Ultimate Guide to Sunscreen for Men
Whether you like it or not, you should probably wear sunscreen more than just while at the beach or lounging by the pool. We’re talking about even when you’re outside doing yard work, driving around, or just sitting by a window for an extended period of time. Why? Because you’re at risk of getting skin cancer.
Yet, despite all the research, men refuse to wear sunscreen. Maybe it’s because we think that wearing sunscreen makes us less manly. But according to a recent study, about “1 in 2 men surveyed said they had not applied sunscreen in the past 12 months, and only 32 percent considered themselves very knowledgeable about how to properly use it.” The same study also stated that “two-thirds of men surveyed thought women needed sunscreen more because female skin is more sensitive to UV rays,” which is, of course, not true.
Since men are exposed to the sun more than women and apparently don’t realize the benefits of protecting their skins, here’s our guide to purchasing and wearing sunscreen so that you can protect yourself properly. And remember, there’s no shame in rocking sunscreen. It’s a lot better than getting cancer or having your skin age faster than it should.
How Does Sunscreen Protect You?
Since the chemicals in sunscreen absorb or reflect the harmful rays of the sun, there are less UVB rays (responsible for causing sunburns) and UVA rays (contributes to sunburn, skin cancer, and skin aging) directly hitting your skin. But, does that also mean that this will prevent cancer?
Well, yes. According to a study in Australia, participants who had been applying sunscreen for the last decade had less melanoma. Actually, this should be common sense.
What Chemicals are in Sunscreen? And, are they safe?
Most sunscreens contain: Avobenzone, Cinoxate, Ecamsule, Menthyl anthranilate, Octyl methoxycinnamate, Octyl salicylate, Oxybenzone, Sulisobenzone, Titanium dioxide, and Zinc oxide.
Not only has the FDA found these ingredients safe, they’re also endorsed by the American Academy of Dermatology. While zinc nanoparticles could kill colon cells when ingested, it would take an awful lot of swallowing sunscreen for that to matter. So, no worries about any of these chemicals harming you.
What SPF Should I Use?
Any over-the-counter sunscreens that protect you against UVB and UVA rays with SPF values of 15 or higher will do the trick. However, there’s no evidence that SPF values over 50 provide any extra protection.

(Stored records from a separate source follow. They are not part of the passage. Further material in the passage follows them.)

//! WebSocket transport.
//!
//! Owns at most one socket. The first text frame is handed to the caller's
//! handshake closure; every later frame goes to a [`FrameHandler`] from a
//! dedicated reader task. Writes go through an unbounded channel to a writer
//! task, so [`Transport::send`] never waits.

use crate::error::{ClientError, ConnectionError};
use futures_util::stream::SplitStream;
use futures_util::{SinkExt, StreamExt};
use matterlink_core::ProtocolError;
use std::sync::atomic::{AtomicBool, Ordering};
use std::sync::{Arc, Mutex, MutexGuard, PoisonError};
use std::time::Duration;
use tokio::net::TcpStream;
use tokio::sync::mpsc;
use tokio::task::JoinHandle;
use tokio::time;
use tokio_tungstenite::tungstenite::Message;
use tokio_tungstenite::{MaybeTlsStream, WebSocketStream};

type Socket = WebSocketStream<MaybeTlsStream<TcpStream>>;

/// Receives everything the server sends after the handshake.
pub(crate) trait FrameHandler: Send + Sync + 'static {
    /// One inbound text frame.
    fn on_frame(&self, text: &str);
    /// The socket closed without the caller asking for it. Called once.
    fn on_disconnected(&self);
}

/// Where outbound frames go. Implemented by [`Transport`]; tests substitute
/// a recorder.
pub(crate) trait Outbound {
    fn send(&self, frame: String) -> Result<(), ClientError>;
}

enum Link {
    Idle,
    Connecting,
    Open(OpenLink),
}

struct OpenLink {
    outbound: mpsc::UnboundedSender<Message>,
    reader: JoinHandle<()>,
    closing: Arc<AtomicBool>,
}

impl OpenLink {
    fn close(self) {
        self.closing.store(true, Ordering::SeqCst);
        self.reader.abort();
        // dropping `outbound` lets the writer flush and send a close frame
    }
}

pub(crate) struct Transport {
    link: Arc<Mutex<Link>>,
}

impl Transport {
    pub fn new() -> Self {
        Self {
            link: Arc::new(Mutex::new(Link::Idle)),
        }
    }

    fn lock(&self) -> MutexGuard<'_, Link> {
        self.link.lock().unwrap_or_else(PoisonError::into_inner)
    }

    pub fn is_open(&self) -> bool {
        matches!(*self.lock(), Link::Open(_))
    }

    /// Open the socket and wait for the first frame.
    ///
    /// `negotiate` sees the first frame before any other frame is read; its
    /// result is returned. On any failure the transport goes back to idle.
    pub async fn connect<T>(
        &self,
        url: &str,
        timeout: Duration,
        handler: Arc<dyn FrameHandler>,
        negotiate: impl FnOnce(&str) -> Result<T, ConnectionError>,
    ) -> Result<T, ConnectionError> {
        {
            let mut link = self.lock();
            if !matches!(*link, Link::Idle) {
                return Err(ConnectionError::AlreadyConnected);
            }
            *link = Link::Connecting;
        }
        let mut guard = ConnectingGuard {
            transport: self,
            armed: true,
        };

        tracing::debug!("Trying to connect to {}", url);
        let mut socket = time::timeout(timeout, tokio_tungstenite::connect_async(url))
            .await
            .map_err(|_| ConnectionError::OpenTimeout(url.to_string()))?
            .map_err(|source| ConnectionError::Open {
                url: url.to_string(),
                source: Box::new(source),
            })?
            .0;

        let first = time::timeout(timeout, first_text_frame(&mut socket))
            .await
            .map_err(|_| ConnectionError::OpenTimeout(url.to_string()))?;
        let negotiated = match first.and_then(|frame| negotiate(&frame)) {
            Ok(negotiated) => negotiated,
            Err(e) => {
                let _ = socket.close(None).await;
                return Err(e);
            }
        };

        let (mut sink, stream) = socket.split();
        let (outbound, mut outbound_rx) = mpsc::unbounded_channel::<Message>();
        tokio::spawn(async move {
            while let Some(msg) = outbound_rx.recv().await {
                if let Err(e) = sink.send(msg).await {
                    tracing::debug!("WebSocket write failed: {}", e);
                    break;
                }
            }
            let _ = sink.close().await;
        });

        // Hold the lock until the link is recorded, so a reader that sees the
        // socket die straight away finds `Open` and not `Connecting`.
        let mut link = self.lock();
        let closing = Arc::new(AtomicBool::new(false));
        let reader = tokio::spawn(read_loop(
            stream,
            handler,
            closing.clone(),
            self.link.clone(),
        ));
        *link = Link::Open(OpenLink {
            outbound,
            reader,
            closing,
        });
        drop(link);
        guard.armed = false;
        Ok(negotiated)
    }

    /// Close the socket if it is open. Safe to call any number of times;
    /// the frame handler is not told about caller-initiated closes.
    pub fn disconnect(&self) {
        let mut link = self.lock();
        let open = match std::mem::replace(&mut *link, Link::Idle) {
            Link::Open(open) => open,
            other => {
                *link = other;
                return;
            }
        };
        drop(link);
        tracing::debug!("Closing client connection");
        open.close();
    }
}

impl Outbound for Transport {
    fn send(&self, frame: String) -> Result<(), ClientError> {
        match &*self.lock() {
            Link::Open(open) => {
                tracing::debug!("Publishing message: {}", frame);
                open.outbound
                    .send(Message::Text(frame.into()))
                    .map_err(|_| ClientError::NotConnected)
            }
            _ => Err(ClientError::NotConnected),
        }
    }
}

/// Resets a half-open connect attempt back to idle, including when the
/// connect future is dropped.
struct ConnectingGuard<'a> {
    transport: &'a Transport,
    armed: bool,
}

impl Drop for ConnectingGuard<'_> {
    fn drop(&mut self) {
        if self.armed {
            *self.transport.lock() = Link::Idle;
        }
    }
}

async fn first_text_frame(socket: &mut Socket) -> Result<String, ConnectionError> {
    loop {
        match socket.next().await {
            Some(Ok(Message::Text(text))) => return Ok(text.as_str().to_owned()),
            Some(Ok(Message::Binary(_))) => {
                return Err(ProtocolError::UnexpectedShape("binary handshake frame").into());
            }
            Some(Ok(Message::Close(_))) | None => {
                return Err(ConnectionError::ClosedBeforeHandshake);
            }
            Some(Ok(_)) => continue,
            Some(Err(e)) => {
                tracing::debug!("WebSocket error before handshake: {}", e);
                return Err(ConnectionError::ClosedBeforeHandshake);
            }
        }
    }
}

async fn read_loop(
    mut stream: SplitStream<Socket>,
    handler: Arc<dyn FrameHandler>,
    closing: Arc<AtomicBool>,
    link: Arc<Mutex<Link>>,
) {
    while let Some(msg) = stream.next().await {
        match msg {
            Ok(Message::Text(text)) => {
                tracing::debug!("Received message: {}", text.as_str());
                handler.on_frame(text.as_str());
            }
            Ok(Message::Binary(data)) => {
                tracing::warn!("Ignoring binary frame of {} bytes", data.len());
            }
            Ok(Message::Close(frame)) => {
                tracing::debug!("WebSocket closed by server: {:?}", frame);
                break;
            }
            Ok(_) => {}
            Err(e) => {
                tracing::debug!("WebSocket error: {}", e);
                break;
            }
        }
    }

    if closing.swap(true, Ordering::SeqCst) {
        return;
    }
    // Nobody called disconnect, so the open link is still ours to clear.
    let stale = std::mem::replace(
        &mut *link.lock().unwrap_or_else(PoisonError::into_inner),
        Link::Idle,
    );
    drop(stale);
    handler.on_disconnected();
}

But if there’s one ingredient that you should look for, it’s something called mexoryl. This UVA-blocking compound has been found to degrade less in sunlight than other FDA-approved UVA filters.
How to Apply and Use?
For maximum protection, it’s been recommended that you apply sunscreen on at least a half an hour before going outside. You should also apply it every two hours, but more often if you’re sweating or swimming. You also need to apply it thoroughly and use about one to two ounces for an effective amount, or roughly the amount equal to a shot glass.
Remember, even if you purchase a brand that claims it is water- and sweat-proof, all sunscreens begin to lose effectiveness after getting wet.
Don’t Neglect Any Parts of Your Body
You may not realize it but there are a lot of parts of your body that you’re bound to forget about. Besides your face, arms, chest, and back, make sure to apply sunscreen to your hands, underneath your eyes, ears, lips, scalp, and the top of your feet. If you need some suggestions for sunscreens for these specific areas, check out some suggestions from Men’s Health. Also, make sure to spend the extra cash for a pair of UV-blocking brand of shades for your eyes.
Clothing For Added Protection
Just because you’re wearing clothing doesn’t mean that you’re completely safe. A t-shirt, for example, has a mere SPF value of about 5, which is essentially nothing. If you don’t want to wear sunscreen under your clothing then you can always get clothing with built-in SPF, or add a laundry aid like SunGuard into your wash, which can increase clothing’s SPF to 30.
As for other clothing, a broad-brimmed hat can definitely protect the top of your head. But make sure it’s not a mesh cap, since sunlight can still get though.